Related: FCC General Counsel Touts FCC Deregulation Efforts
The FCC will release the draft of the leased access item later Thursday (May 16)--it voted to launch the review almost a year ago--but Pai signaled in a blog post that the FCC would be voting on loosening or jettisoning some of the regs. He likely has the votes of his Republican colleagues, which is all he will need.
"The glaring problem with our leased access rules is that they’ve been in legal limbo for over a decade and haven’t been updated to account for the transformation of the video marketplace," he wrote. "Programmers now have a wide range of options for distributing their content, including a plethora of online platforms, so the need for burdensome leased access rules have dramatically diminished. I’ve therefore provided my colleagues with an order that would modernize our regulations to better reflect today’s video marketplace. For example, it would eliminate the requirement that cable operators make leased access available on a part-time basis since there are plenty of other avenues for content creators to make available short-form programming."

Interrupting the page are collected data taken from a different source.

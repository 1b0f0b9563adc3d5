//! Cross-instance resolution
//!
//! Shared lookups and traversals used by the readiness engine, the result
//! propagation engine and the dependant trigger. Dependencies resolve
//! downward (same instance or the imported subtree); dependants may live
//! upward (an ancestor that imports the provider). Both directions are
//! walked here so the services stay traversal-free.
//!
//! All functions are pure reads. Callers that want memoization pass a
//! [`ResolutionCache`] explicitly; nothing here holds hidden state.

use std::collections::{HashMap, HashSet, VecDeque};

use serde_json::json;

use crate::domain::component_spec::{ComponentHash, NodeKind};
use crate::domain::graph::{require_str, EdgeId, GraphStore, VertexId};
use crate::domain::instance::{EdgeStatus, InstanceId, MachineState};
use crate::domain::schema::{edges, labels, props, tracks_label};
use crate::CoreError;

/// Where a node's owning state edge lives
#[derive(Debug, Clone, Copy, PartialEq, Eq)]
pub struct StateEdgeLoc {
    /// Instance whose machine tracks the node
    pub instance: VertexId,

    /// The tracking state machine
    pub machine: VertexId,

    /// The state edge itself
    pub edge: EdgeId,
}

/// Caller-owned memo for owning-state-edge searches
///
/// Keyed by (root instance, node). A state edge's location never moves
/// once materialized, so cached hits stay valid for the lifetime of the
/// operation that owns the cache.
#[derive(Debug, Default)]
pub struct ResolutionCache {
    owning: HashMap<(VertexId, VertexId), StateEdgeLoc>,
}

impl ResolutionCache {
    /// Create an empty cache
    pub fn new() -> Self {
        Self::default()
    }
}

/// Resolve an instance id to its vertex
pub async fn find_instance_vertex(
    graph: &dyn GraphStore,
    instance_id: &InstanceId,
) -> Result<VertexId, CoreError> {
    let found = graph
        .find_vertices(
            labels::COMPONENT_INSTANCE,
            props::INSTANCE_ID,
            &json!(instance_id.0),
        )
        .await?;
    found
        .first()
        .copied()
        .ok_or_else(|| CoreError::InstanceNotFound(instance_id.0.clone()))
}

/// Resolve a component hash to its vertex, if registered
pub async fn find_component_vertex(
    graph: &dyn GraphStore,
    hash: &ComponentHash,
) -> Result<Option<VertexId>, CoreError> {
    let found = graph
        .find_vertices(labels::COMPONENT, props::HASH, &json!(hash.0))
        .await?;
    Ok(found.first().copied())
}

/// The state machine vertex of an instance
pub async fn machine_of(
    graph: &dyn GraphStore,
    instance: VertexId,
) -> Result<VertexId, CoreError> {
    graph
        .out(instance, edges::HAS_STATE_MACHINE)
        .await?
        .first()
        .copied()
        .ok_or_else(|| {
            CoreError::GraphStoreError(format!("Instance has no state machine: {}", instance))
        })
}

/// The component vertex an instance instantiates
pub async fn component_of(
    graph: &dyn GraphStore,
    instance: VertexId,
) -> Result<VertexId, CoreError> {
    graph
        .out(instance, edges::INSTANCE_OF)
        .await?
        .first()
        .copied()
        .ok_or_else(|| {
            CoreError::GraphStoreError(format!("Instance has no component: {}", instance))
        })
}

/// The node vertex of (component, kind, name), if declared
pub async fn node_of_component(
    graph: &dyn GraphStore,
    component: VertexId,
    kind: NodeKind,
    name: &str,
) -> Result<Option<VertexId>, CoreError> {
    let label = crate::domain::schema::has_label(kind);
    for candidate in graph.out(component, label).await? {
        let map = graph.vertex_value_map(candidate, &[props::NAME]).await?;
        if require_str(&map, props::NAME)? == name {
            return Ok(Some(candidate));
        }
    }
    Ok(None)
}

/// Read a machine's lifecycle state
pub async fn machine_state(
    graph: &dyn GraphStore,
    machine: VertexId,
) -> Result<MachineState, CoreError> {
    let map = graph.vertex_value_map(machine, &[props::STATE]).await?;
    MachineState::parse(&require_str(&map, props::STATE)?)
}

/// Read a state edge's status
pub async fn edge_status(graph: &dyn GraphStore, edge: EdgeId) -> Result<EdgeStatus, CoreError> {
    let map = graph.edge_value_map(edge, &[props::STATUS]).await?;
    EdgeStatus::parse(&require_str(&map, props::STATUS)?)
}

/// The tracks edge of (machine, node), if present
pub async fn tracks_edge(
    graph: &dyn GraphStore,
    machine: VertexId,
    node: VertexId,
    kind: NodeKind,
) -> Result<Option<EdgeId>, CoreError> {
    for edge in graph.out_edges(machine, tracks_label(kind)).await? {
        let (_, to) = graph.edge_endpoints(edge).await?;
        if to == node {
            return Ok(Some(edge));
        }
    }
    Ok(None)
}

/// Every task/data state edge of a machine, with its node and kind
///
/// `tracks_deferred` edges are deliberately excluded: they exist only as
/// provide-deferred records and never count toward completion.
pub async fn state_edges_of(
    graph: &dyn GraphStore,
    machine: VertexId,
) -> Result<Vec<(EdgeId, VertexId, NodeKind)>, CoreError> {
    let mut result = Vec::new();
    for kind in [NodeKind::Task, NodeKind::Data] {
        for edge in graph.out_edges(machine, tracks_label(kind)).await? {
            let (_, node) = graph.edge_endpoints(edge).await?;
            result.push((edge, node, kind));
        }
    }
    Ok(result)
}

/// The kind of a node vertex, from its label-specific lookup
pub async fn node_kind_of(graph: &dyn GraphStore, node: VertexId) -> Result<NodeKind, CoreError> {
    // A node vertex belongs to exactly one component via exactly one
    // has_* edge; the edge label is the kind.
    for kind in [NodeKind::Task, NodeKind::Data, NodeKind::Deferred] {
        if !graph
            .in_(node, crate::domain::schema::has_label(kind))
            .await?
            .is_empty()
        {
            return Ok(kind);
        }
    }
    Err(CoreError::GraphStoreError(format!(
        "Vertex is not a spec node: {}",
        node
    )))
}

/// Breadth-first search for an import-alias path between two specs
///
/// Returns the first alias path from `from_component` to `to_component`,
/// or `None` when `to_component` is not reachable through imports. The
/// visited set is the only cycle handling; import graphs are assumed
/// acyclic, and a cycle just terminates the search early.
pub async fn find_import_path_between_components(
    graph: &dyn GraphStore,
    from_component: VertexId,
    to_component: VertexId,
) -> Result<Option<Vec<String>>, CoreError> {
    if from_component == to_component {
        return Ok(Some(Vec::new()));
    }

    let mut visited: HashSet<VertexId> = HashSet::from([from_component]);
    let mut queue: VecDeque<(VertexId, Vec<String>)> =
        VecDeque::from([(from_component, Vec::new())]);

    while let Some((current, path)) = queue.pop_front() {
        for edge in graph.out_edges(current, edges::IMPORTS).await? {
            let (_, child) = graph.edge_endpoints(edge).await?;
            if !visited.insert(child) {
                continue;
            }
            let map = graph.edge_value_map(edge, &[props::ALIAS]).await?;
            let alias = require_str(&map, props::ALIAS)?;

            let mut next_path = path.clone();
            next_path.push(alias);

            if child == to_component {
                return Ok(Some(next_path));
            }
            queue.push_back((child, next_path));
        }
    }

    Ok(None)
}

/// Walk an alias path from a root instance down its import tree
///
/// The instance tree mirrors the spec's import graph exactly (the
/// materializer guarantees this), so a missing alias is a structural
/// precondition failure, not a soft miss.
pub async fn resolve_instance_for_path(
    graph: &dyn GraphStore,
    root_instance: VertexId,
    alias_path: &[String],
) -> Result<VertexId, CoreError> {
    let mut current = root_instance;
    for alias in alias_path {
        let mut next = None;
        for edge in graph.out_edges(current, edges::USES_IMPORT).await? {
            let map = graph.edge_value_map(edge, &[props::ALIAS]).await?;
            if require_str(&map, props::ALIAS)? == *alias {
                let (_, child) = graph.edge_endpoints(edge).await?;
                next = Some(child);
                break;
            }
        }
        current = next.ok_or_else(|| {
            CoreError::PreconditionInvalid(format!(
                "Instance {} has no import alias: {}",
                current, alias
            ))
        })?;
    }
    Ok(current)
}

/// Breadth-first search downward for the state edge owning a node
///
/// Dependencies are always same-or-imported, never upward, so the search
/// starts at the dependant's own instance and descends `uses_import`
/// edges. Returns the first machine found tracking `node`.
pub async fn find_state_edge_for_node(
    graph: &dyn GraphStore,
    root_instance: VertexId,
    node: VertexId,
    kind: NodeKind,
    cache: &mut ResolutionCache,
) -> Result<Option<StateEdgeLoc>, CoreError> {
    if let Some(found) = cache.owning.get(&(root_instance, node)) {
        return Ok(Some(*found));
    }

    let mut visited: HashSet<VertexId> = HashSet::from([root_instance]);
    let mut queue: VecDeque<VertexId> = VecDeque::from([root_instance]);

    while let Some(instance) = queue.pop_front() {
        let machine = machine_of(graph, instance).await?;
        if let Some(edge) = tracks_edge(graph, machine, node, kind).await? {
            let loc = StateEdgeLoc {
                instance,
                machine,
                edge,
            };
            cache.owning.insert((root_instance, node), loc);
            return Ok(Some(loc));
        }
        for child in graph.out(instance, edges::USES_IMPORT).await? {
            if visited.insert(child) {
                queue.push_back(child);
            }
        }
    }

    Ok(None)
}

/// The instance itself plus every ancestor up to the root
///
/// Walks `uses_import` edges in reverse; a dependant of a provided node
/// may be declared in any component that (transitively) imports the
/// provider.
pub async fn ancestor_chain(
    graph: &dyn GraphStore,
    instance: VertexId,
) -> Result<Vec<VertexId>, CoreError> {
    let mut chain = vec![instance];
    let mut current = instance;
    let mut seen: HashSet<VertexId> = HashSet::from([instance]);

    loop {
        let parents = graph.in_(current, edges::USES_IMPORT).await?;
        match parents.first() {
            Some(parent) if seen.insert(*parent) => {
                chain.push(*parent);
                current = *parent;
            }
            _ => break,
        }
    }

    Ok(chain)
}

That part-time change will be a welcome one for ACA Connects and NCTA-The Internet & Television Association, both of which had argued for it, saying that the part-time rules are a regulatory invention that imposes added costs for which cable operators are not always sufficiently compensated and that the diverse programming that additional burden was meant to generate is being taken care of by forces in a market "which is more competitive and diverse than Congress or the Commission could ever have imagined." Pai clearly agrees with that assessment.
The Commission updated the leased access rules in 2008 [under then-FCC chairman Kevin Martin], but the Office of Management and Budget never signed off on them, and a federal court put them on hold. which meant the FCC was still operating under rules from 25 years ago, Pai had previously pointed out in launching the review last May.
Cable operators had challenged that 2008 update in court given that it had slashed rates by 75% (cable ops viewed Martin as having a "vendetta" against the industry). NCTA argued at the time that the result would be shoddy programming that viewers would not want to watch and that, under the new rate, cable ops might not be compensated for at all.